# Gutenberg N-Grams

Start the Spark Context: 

In [1]:
import sys, os
os.environ['SPARK_HOME'] = '/Users/rok/spark'
os.environ['SPARK_EXECUTOR_MEMORY'] = '2g'
sys.path.insert(0, '/Users/rok/spark/python/')
sys.path.insert(0, '/Users/rok/spark/python/lib/py4j-0.8.2.1-src.zip')

import pyspark

In [2]:
conf = pyspark.SparkConf()

In [3]:
conf.set('spark.executor.memory', '2g')
conf.set('spark.driver.memory', '4g')

<pyspark.conf.SparkConf at 0x105404b90>

In [4]:
sc = pyspark.SparkContext(master = "local[4]", conf = conf)

## Make a key-value RDD of book metadata and text

Getting data into spark from a collection of local files is a very common task. A useful pattern to keep in mind is the following: 

1. make a list of filenames and distribute it among the workers
3. "map" each filename to the data you want to get out
4. now you are left with the RDD of raw data distributed among the workers!

The [`gutenberg_cleanup`](gutenberg_cleanup.py) module contains two functions that can help with this: `get_text` and `get_metadata`.

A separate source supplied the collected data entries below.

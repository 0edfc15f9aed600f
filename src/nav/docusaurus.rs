//! Docusaurus navigation extraction
//!
//! Docusaurus v2/v3 sidebars use Infima's `menu__list`/`menu__link` class
//! convention. Collapsible categories carry `menu__link--sublist` or the
//! `theme-doc-sidebar-item-category` class; some custom themes add
//! non-linked `sidebar-title` section headers between top-level items.

use std::collections::HashSet;

use once_cell::sync::Lazy;
use scraper::{ElementRef, Html, Selector};
use url::Url;

use crate::nav::walk::{
    child_elements, class_string, element_text, has_class, has_class_containing, push_page_link,
};
use crate::nav::NavLink;

static MENU_LIST: Lazy<Selector> =
    Lazy::new(|| Selector::parse("ul.menu__list").expect("valid selector"));
static MENU_LINK: Lazy<Selector> =
    Lazy::new(|| Selector::parse("a.menu__link").expect("valid selector"));
static NAV_MENU: Lazy<Selector> =
    Lazy::new(|| Selector::parse("nav.menu").expect("valid selector"));
static ASIDE: Lazy<Selector> = Lazy::new(|| Selector::parse("aside").expect("valid selector"));
static SUBLIST_LINK: Lazy<Selector> =
    Lazy::new(|| Selector::parse(".menu__link--sublist").expect("valid selector"));
static SIDEBAR_TITLE_SPAN: Lazy<Selector> =
    Lazy::new(|| Selector::parse("span.sidebar-title").expect("valid selector"));

pub(crate) fn can_handle(doc: &Html) -> bool {
    doc.select(&MENU_LIST).next().is_some() && doc.select(&MENU_LINK).next().is_some()
}

pub(crate) fn extract(doc: &Html, base_url: &Url, seen: &mut HashSet<String>) -> Vec<NavLink> {
    let mut links = Vec::new();

    let Some(sidebar) = find_sidebar(doc) else {
        return links;
    };

    let direct: Vec<_> = child_elements(sidebar)
        .filter(|el| el.value().name() == "ul" && has_class(*el, "menu__list"))
        .collect();

    if direct.is_empty() {
        for list in sidebar.select(&MENU_LIST) {
            process_menu_list(list, base_url, seen, 0, &mut links);
        }
    } else {
        for list in direct {
            process_menu_list(list, base_url, seen, 0, &mut links);
        }
    }

    links
}

fn find_sidebar(doc: &Html) -> Option<ElementRef<'_>> {
    if let Some(nav) = doc.select(&NAV_MENU).next() {
        return Some(nav);
    }
    if let Some(aside) = doc.select(&ASIDE).find(|el| {
        has_class_containing(*el, "docSidebar") || has_class_containing(*el, "theme-doc-sidebar")
    }) {
        return Some(aside);
    }
    // Any menu list at all: walk up to its parent container
    doc.select(&MENU_LIST)
        .next()
        .and_then(|list| list.parent().and_then(ElementRef::wrap))
}

fn process_menu_list(
    list: ElementRef,
    base_url: &Url,
    seen: &mut HashSet<String>,
    depth: usize,
    out: &mut Vec<NavLink>,
) {
    // Non-linked section headers indent everything that follows them
    let mut in_section = false;

    for li in child_elements(list).filter(|el| el.value().name() == "li") {
        let classes = class_string(li);

        if classes.contains("sidebar-title") {
            if let Some(span) = li.select(&SIDEBAR_TITLE_SPAN).next() {
                let title = element_text(span);
                if !title.is_empty() {
                    out.push(NavLink::header(title, depth));
                    in_section = true;
                }
            }
            continue;
        }

        if !classes.contains("menu__list-item") {
            continue;
        }

        let current_depth = if in_section { depth + 1 } else { depth };

        let is_category = classes.contains("theme-doc-sidebar-item-category")
            || li.select(&SUBLIST_LINK).next().is_some();

        if is_category {
            let category_link = li
                .select(&SUBLIST_LINK)
                .next()
                .filter(|el| el.value().name() == "a")
                .or_else(|| li.select(&MENU_LINK).next());
            let nested = li.select(&MENU_LIST).next();

            if let Some(link) = category_link {
                let title = element_text(link);
                let href = link.value().attr("href").unwrap_or("");

                if !href.is_empty() && href != "#" && !href.starts_with('#') {
                    let pushed =
                        push_page_link(out, href, title.clone(), current_depth, base_url, seen);
                    // Already-seen category pages still head their subtree in
                    // the table of contents
                    if !pushed && !title.is_empty() && nested.is_some() {
                        out.push(NavLink::header(title, current_depth));
                    }
                } else if !title.is_empty() {
                    out.push(NavLink::header(title, current_depth));
                }
            }

            if let Some(nested) = nested {
                process_menu_list(nested, base_url, seen, current_depth + 1, out);
            }
        } else if let Some(link) = li.select(&MENU_LINK).next() {
            if let Some(href) = link.value().attr("href") {
                push_page_link(out, href, element_text(link), current_depth, base_url, seen);
            }
        }
    }
}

They pretty much do the obvious: 

`get_metadata` returns a metadata object with various useful fields that will be used to create a unique key for each book

`get_text` returns the raw text extracted from HTML, cleaned of tags and punctuation and converted to lower case. 

### 1. Distributing the filenames

In [127]:
import glob
flist = glob.glob('/Users/rok/python_src/gutenberg/dl-cache/*html')
print 'number of books: ', len(flist)

number of books:  5022


In [6]:
files_rdd = sc.parallelize(flist)

In [7]:
files_rdd.take(5)

['/Users/rok/python_src/gutenberg/dl-cache/1000.html',
 '/Users/rok/python_src/gutenberg/dl-cache/1001.html',
 '/Users/rok/python_src/gutenberg/dl-cache/1002.html',
 '/Users/rok/python_src/gutenberg/dl-cache/1003.html',
 '/Users/rok/python_src/gutenberg/dl-cache/1004.html']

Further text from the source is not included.